- _DATA SHOWN_
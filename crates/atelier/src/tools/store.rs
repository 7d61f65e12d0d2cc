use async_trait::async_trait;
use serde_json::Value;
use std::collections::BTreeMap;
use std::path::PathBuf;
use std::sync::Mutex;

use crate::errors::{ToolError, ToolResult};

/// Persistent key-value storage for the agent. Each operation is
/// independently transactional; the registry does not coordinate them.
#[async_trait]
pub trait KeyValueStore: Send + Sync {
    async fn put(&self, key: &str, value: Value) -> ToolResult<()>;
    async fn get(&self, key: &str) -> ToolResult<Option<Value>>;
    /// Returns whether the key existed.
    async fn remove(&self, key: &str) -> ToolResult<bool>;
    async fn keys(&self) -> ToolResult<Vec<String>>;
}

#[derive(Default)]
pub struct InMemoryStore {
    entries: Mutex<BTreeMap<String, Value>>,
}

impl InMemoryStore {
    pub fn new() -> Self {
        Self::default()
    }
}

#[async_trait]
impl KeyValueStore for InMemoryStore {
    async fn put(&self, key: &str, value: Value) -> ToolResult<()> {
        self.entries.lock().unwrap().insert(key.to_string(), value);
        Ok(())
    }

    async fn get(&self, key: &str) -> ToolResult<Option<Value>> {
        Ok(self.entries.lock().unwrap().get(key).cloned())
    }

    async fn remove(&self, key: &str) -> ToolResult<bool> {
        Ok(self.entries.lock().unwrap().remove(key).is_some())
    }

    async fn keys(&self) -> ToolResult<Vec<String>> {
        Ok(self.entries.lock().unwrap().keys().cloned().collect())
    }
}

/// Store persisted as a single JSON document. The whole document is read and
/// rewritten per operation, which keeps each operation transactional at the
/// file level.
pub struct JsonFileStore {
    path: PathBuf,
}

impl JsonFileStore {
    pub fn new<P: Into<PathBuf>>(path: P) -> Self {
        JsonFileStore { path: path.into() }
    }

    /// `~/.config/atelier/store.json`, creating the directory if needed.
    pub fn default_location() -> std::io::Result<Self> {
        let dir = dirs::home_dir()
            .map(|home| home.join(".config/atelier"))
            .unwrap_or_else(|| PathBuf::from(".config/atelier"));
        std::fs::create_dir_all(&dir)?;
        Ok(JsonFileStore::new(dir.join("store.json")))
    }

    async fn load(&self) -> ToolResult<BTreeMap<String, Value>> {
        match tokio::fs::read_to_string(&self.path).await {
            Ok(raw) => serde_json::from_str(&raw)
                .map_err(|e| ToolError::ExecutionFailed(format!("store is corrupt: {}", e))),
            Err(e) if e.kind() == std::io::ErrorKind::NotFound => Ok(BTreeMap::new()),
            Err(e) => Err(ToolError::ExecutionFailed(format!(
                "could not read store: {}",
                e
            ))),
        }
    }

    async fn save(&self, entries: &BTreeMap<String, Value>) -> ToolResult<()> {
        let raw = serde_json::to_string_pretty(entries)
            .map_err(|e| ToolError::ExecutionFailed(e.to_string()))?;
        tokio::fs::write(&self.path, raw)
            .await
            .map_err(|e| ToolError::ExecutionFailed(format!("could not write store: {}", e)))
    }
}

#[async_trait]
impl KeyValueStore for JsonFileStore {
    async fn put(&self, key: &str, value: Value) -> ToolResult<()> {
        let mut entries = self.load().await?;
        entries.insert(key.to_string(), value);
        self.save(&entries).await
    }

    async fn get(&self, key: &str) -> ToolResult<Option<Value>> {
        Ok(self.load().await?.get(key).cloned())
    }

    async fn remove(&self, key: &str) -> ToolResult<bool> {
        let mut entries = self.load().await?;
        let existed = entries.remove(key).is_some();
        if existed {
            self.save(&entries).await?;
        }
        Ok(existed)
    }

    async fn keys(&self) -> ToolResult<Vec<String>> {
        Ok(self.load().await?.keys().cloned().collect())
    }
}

- _EXERCISE DETAILS_
Using the entries above, tally every line that holds the word "save". Answer with that number only.

- _WRITTEN ANSWER_
3